(Saved entries)
+ + + + + + +
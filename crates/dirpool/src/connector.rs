//! Stateful wrapper around one directory connection.
//!
//! A [`Connector`] remembers who it is bound as, when it was first bound and
//! whether a caller currently has it checked out. The pool reads that state
//! to decide whether a connector can be reused, rebound or retired.

use std::fmt;
use std::sync::atomic::{AtomicBool, Ordering};
use std::time::{Duration, Instant};

use parking_lot::Mutex;

use crate::directory::{DirectoryConnection, Entry, Modification, Operation, Response, Scope};
use crate::error::DirectoryError;

/// Mutable per-connection state, guarded by the connector's own lock.
struct ConnectorState {
    conn: Box<dyn DirectoryConnection>,
    identity: String,
    credential: Vec<u8>,
    bound: bool,
    bound_at: Option<Instant>,
    tls_started: bool,
}

/// A pooled directory connection plus its bind bookkeeping.
///
/// `active` is only flipped by the pool while it holds the pool lock, so no
/// connector is ever checked out to two callers at once.
pub struct Connector {
    id: u64,
    endpoint: String,
    use_tls: bool,
    active: AtomicBool,
    state: Mutex<ConnectorState>,
}

impl Connector {
    pub(crate) fn new(
        id: u64,
        endpoint: &str,
        use_tls: bool,
        conn: Box<dyn DirectoryConnection>,
    ) -> Self {
        Self {
            id,
            endpoint: endpoint.to_string(),
            use_tls,
            active: AtomicBool::new(false),
            state: Mutex::new(ConnectorState {
                conn,
                identity: String::new(),
                credential: Vec::new(),
                bound: false,
                bound_at: None,
                tls_started: false,
            }),
        }
    }

    /// Identifier unique within the owning pool.
    pub fn id(&self) -> u64 {
        self.id
    }

    /// The server address this connector talks to.
    pub fn endpoint(&self) -> &str {
        &self.endpoint
    }

    /// Whether a caller currently has this connector checked out.
    pub fn is_active(&self) -> bool {
        self.active.load(Ordering::Acquire)
    }

    pub(crate) fn set_active(&self, active: bool) {
        self.active.store(active, Ordering::Release);
    }

    /// Whether the last bind succeeded and has not been undone by `unbind`.
    pub fn is_bound(&self) -> bool {
        self.state.lock().bound
    }

    /// Whether the underlying transport still reports itself connected.
    pub fn is_connected(&self) -> bool {
        self.state.lock().conn.is_connected()
    }

    /// The currently bound identity; empty when anonymous or unbound.
    pub fn identity(&self) -> String {
        self.state.lock().identity.clone()
    }

    /// Time since the first successful bind, zero if never bound.
    pub fn age(&self) -> Duration {
        self.state
            .lock()
            .bound_at
            .map(|at| at.elapsed())
            .unwrap_or(Duration::ZERO)
    }

    pub(crate) fn is_bound_as(&self, identity: &str, credential: &[u8]) -> bool {
        let state = self.state.lock();
        state.identity == identity && state.credential == credential
    }

    pub(crate) fn credential_matches(&self, credential: &[u8]) -> bool {
        self.state.lock().credential == credential
    }

    /// Upgrade the transport to TLS. Only one upgrade per connector is allowed.
    pub fn start_tls(&self) -> Result<(), DirectoryError> {
        let mut state = self.state.lock();
        Self::start_tls_locked(&mut state, &self.endpoint)
    }

    fn start_tls_locked(state: &mut ConnectorState, endpoint: &str) -> Result<(), DirectoryError> {
        if state.tls_started {
            return Err(DirectoryError::LocalState(format!(
                "TLS already started on connection to {endpoint}"
            )));
        }
        state.conn.start_tls()?;
        state.tls_started = true;
        Ok(())
    }

    /// Bind as `identity`, upgrading to TLS first when configured.
    ///
    /// A failed bind leaves the connector unbound: the server no longer
    /// considers the previous identity authenticated.
    pub fn bind(&self, identity: &str, credential: &[u8]) -> Result<(), DirectoryError> {
        let mut state = self.state.lock();

        let upgraded = if self.use_tls && !state.tls_started {
            Self::start_tls_locked(&mut state, &self.endpoint)
        } else {
            Ok(())
        };

        if let Err(err) = upgraded.and_then(|()| state.conn.bind(identity, credential)) {
            state.bound = false;
            state.identity.clear();
            state.credential.clear();
            return Err(err);
        }

        state.bound = true;
        state.identity = identity.to_string();
        state.credential = credential.to_vec();
        state.bound_at.get_or_insert_with(Instant::now);

        tracing::debug!(
            connector = self.id,
            endpoint = %self.endpoint,
            identity = %identity,
            "bound connector"
        );
        Ok(())
    }

    /// Best-effort unbind. Bookkeeping is cleared even if the server call fails.
    pub fn unbind(&self) {
        let mut state = self.state.lock();
        let result = state.conn.unbind();
        state.bound = false;
        state.identity.clear();
        state.credential.clear();

        if let Err(err) = result {
            tracing::debug!(
                connector = self.id,
                endpoint = %self.endpoint,
                error = %err,
                "unbind failed; should be harmless"
            );
        }
    }

    /// Pass an operation straight to the underlying connection.
    pub fn execute(&self, operation: &Operation) -> Result<Response, DirectoryError> {
        tracing::trace!(
            connector = self.id,
            operation = operation.kind(),
            "executing directory operation"
        );
        self.state.lock().conn.execute(operation)
    }

    pub fn search(
        &self,
        base: &str,
        scope: Scope,
        filter: &str,
        attributes: &[&str],
    ) -> Result<Vec<Entry>, DirectoryError> {
        let operation = Operation::Search {
            base: base.to_string(),
            scope,
            filter: filter.to_string(),
            attributes: attributes.iter().map(|a| a.to_string()).collect(),
        };
        Ok(self.execute(&operation)?.into_entries())
    }

    pub fn add(
        &self,
        dn: &str,
        attributes: Vec<(String, Vec<Vec<u8>>)>,
    ) -> Result<(), DirectoryError> {
        self.execute(&Operation::Add {
            dn: dn.to_string(),
            attributes,
        })
        .map(|_| ())
    }

    pub fn modify(&self, dn: &str, changes: Vec<Modification>) -> Result<(), DirectoryError> {
        self.execute(&Operation::Modify {
            dn: dn.to_string(),
            changes,
        })
        .map(|_| ())
    }

    pub fn delete(&self, dn: &str) -> Result<(), DirectoryError> {
        self.execute(&Operation::Delete { dn: dn.to_string() })
            .map(|_| ())
    }

    /// Point-in-time view of this connector for diagnostics.
    pub fn info(&self) -> ConnectorInfo {
        let state = self.state.lock();
        ConnectorInfo {
            slot: 0,
            id: self.id,
            endpoint: self.endpoint.clone(),
            connected: state.conn.is_connected(),
            bound: state.bound,
            active: self.is_active(),
            age: state.bound_at.map(|at| at.elapsed()).unwrap_or(Duration::ZERO),
            identity: state.identity.clone(),
        }
    }
}

impl fmt::Debug for Connector {
    fn fmt(&self, f: &mut fmt::Formatter<'_>) -> fmt::Result {
        f.debug_struct("Connector")
            .field("id", &self.id)
            .field("endpoint", &self.endpoint)
            .field("use_tls", &self.use_tls)
            .field("active", &self.is_active())
            .finish_non_exhaustive()
    }
}

impl fmt::Display for Connector {
    fn fmt(&self, f: &mut fmt::Formatter<'_>) -> fmt::Result {
        let (bound, identity) = {
            let state = self.state.lock();
            (state.bound, state.identity.clone())
        };
        write!(f, "directory connector")?;
        if bound {
            write!(f, " (connected)")?;
        } else {
            write!(f, " (disconnected)")?;
        }
        if !identity.is_empty() {
            write!(f, " - identity: {identity:?}")?;
        }
        if !self.endpoint.is_empty() {
            write!(f, " - endpoint: {:?}", self.endpoint)?;
        }
        Ok(())
    }
}

/// Snapshot of one pool slot. Never carries the credential.
#[derive(Clone, Debug, PartialEq, Eq)]
pub struct ConnectorInfo {
    /// 1-based position in the pool, 0 when the connector is not pooled.
    pub slot: usize,
    pub id: u64,
    pub endpoint: String,
    pub connected: bool,
    pub bound: bool,
    pub active: bool,
    pub age: Duration,
    pub identity: String,
}
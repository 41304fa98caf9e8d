//! dirpool — bounded pool of bound directory (LDAP-style) connections.
//!
//! Provides:
//! - **pool**: `ConnectionManager`, scoped acquisition with reuse, rebind,
//!   capacity backpressure, lazy lifetime expiry and endpoint failover
//! - **connector**: `Connector`, one connection plus its bind bookkeeping
//! - **directory**: capability traits the underlying client library implements
//! - **config**: `PoolConfig` and its TOML form
//! - **error**: `PoolError` / `DirectoryError`

pub mod config;
pub mod connector;
pub mod directory;
pub mod error;
pub mod pool;

#[cfg(test)]
mod testing;

pub use config::{PoolConfig, PoolSettings};
pub use connector::{Connector, ConnectorInfo};
pub use directory::{
    ConnectOptions, ConnectionFactory, DirectoryConnection, Entry, Modification, ModifyOp,
    Operation, Response, Scope,
};
pub use error::{DirectoryError, PoolError, PoolResult};
pub use pool::{ConnectionManager, PooledConnection};
//! Error types for the directory connection pool.

use thiserror::Error;

use crate::connector::ConnectorInfo;

/// Result type alias for pool operations.
pub type PoolResult<T> = Result<T, PoolError>;

/// Errors reported by a directory connection or its factory.
#[derive(Debug, Clone, PartialEq, Eq, Error)]
pub enum DirectoryError {
    #[error("server unreachable: {0}")]
    Unreachable(String),

    #[error("operation timed out: {0}")]
    Timeout(String),

    #[error("no such object: {0}")]
    NoSuchObject(String),

    #[error("invalid credentials")]
    InvalidCredentials,

    #[error("local state error: {0}")]
    LocalState(String),

    #[error("protocol error: {0}")]
    Protocol(String),
}

impl DirectoryError {
    /// Connectivity-class failures that may succeed on another attempt.
    pub fn is_transient(&self) -> bool {
        matches!(
            self,
            DirectoryError::Unreachable(_)
                | DirectoryError::Timeout(_)
                | DirectoryError::NoSuchObject(_)
        )
    }
}

/// Errors surfaced by [`ConnectionManager`](crate::ConnectionManager) to its callers.
#[derive(Debug, Error)]
pub enum PoolError {
    /// Capacity reached and no idle connector could be freed in time.
    #[error("maximum connections reached for {endpoints}")]
    Exhausted { endpoints: String },

    /// Rejected credentials or a transient connectivity failure that
    /// outlasted every endpoint.
    #[error(transparent)]
    Directory(#[from] DirectoryError),

    /// Any other failure while establishing a connector.
    #[error("backend error: {message}")]
    Backend {
        message: String,
        /// State of the partially built connector, if one got that far.
        backend: Option<ConnectorInfo>,
    },
}

impl PoolError {
    pub fn is_exhausted(&self) -> bool {
        matches!(self, PoolError::Exhausted { .. })
    }

    pub fn is_invalid_credentials(&self) -> bool {
        matches!(
            self,
            PoolError::Directory(DirectoryError::InvalidCredentials)
        )
    }
}

#[cfg(test)]
mod tests {
    use super::*;

    #[test]
    fn transient_classification() {
        assert!(DirectoryError::Unreachable("ldap://a".into()).is_transient());
        assert!(DirectoryError::Timeout("bind".into()).is_transient());
        assert!(DirectoryError::NoSuchObject("ou=x".into()).is_transient());
        assert!(!DirectoryError::InvalidCredentials.is_transient());
        assert!(!DirectoryError::LocalState("tls".into()).is_transient());
        assert!(!DirectoryError::Protocol("busy".into()).is_transient());
    }

    #[test]
    fn directory_error_converts_into_pool_error() {
        let err: PoolError = DirectoryError::InvalidCredentials.into();
        assert!(err.is_invalid_credentials());
        assert!(!err.is_exhausted());
        assert_eq!(err.to_string(), "invalid credentials");
    }

    #[test]
    fn exhausted_message_names_endpoints() {
        let err = PoolError::Exhausted {
            endpoints: "ldap://a,ldap://b".to_string(),
        };
        assert!(err.is_exhausted());
        assert!(err.to_string().contains("ldap://a,ldap://b"));
    }
}
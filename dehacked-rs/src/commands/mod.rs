//! Command implementations

pub mod baseline;
pub mod patch;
+ + + + + + +
**Task description**. Pick each line holding "Duration" out of the entries above and return it.

**Result of this task**.
use std::time::{Duration, Instant};
    pub fn age(&self) -> Duration {
            .unwrap_or(Duration::ZERO)
            age: state.bound_at.map(|at| at.elapsed()).unwrap_or(Duration::ZERO),
    pub age: Duration,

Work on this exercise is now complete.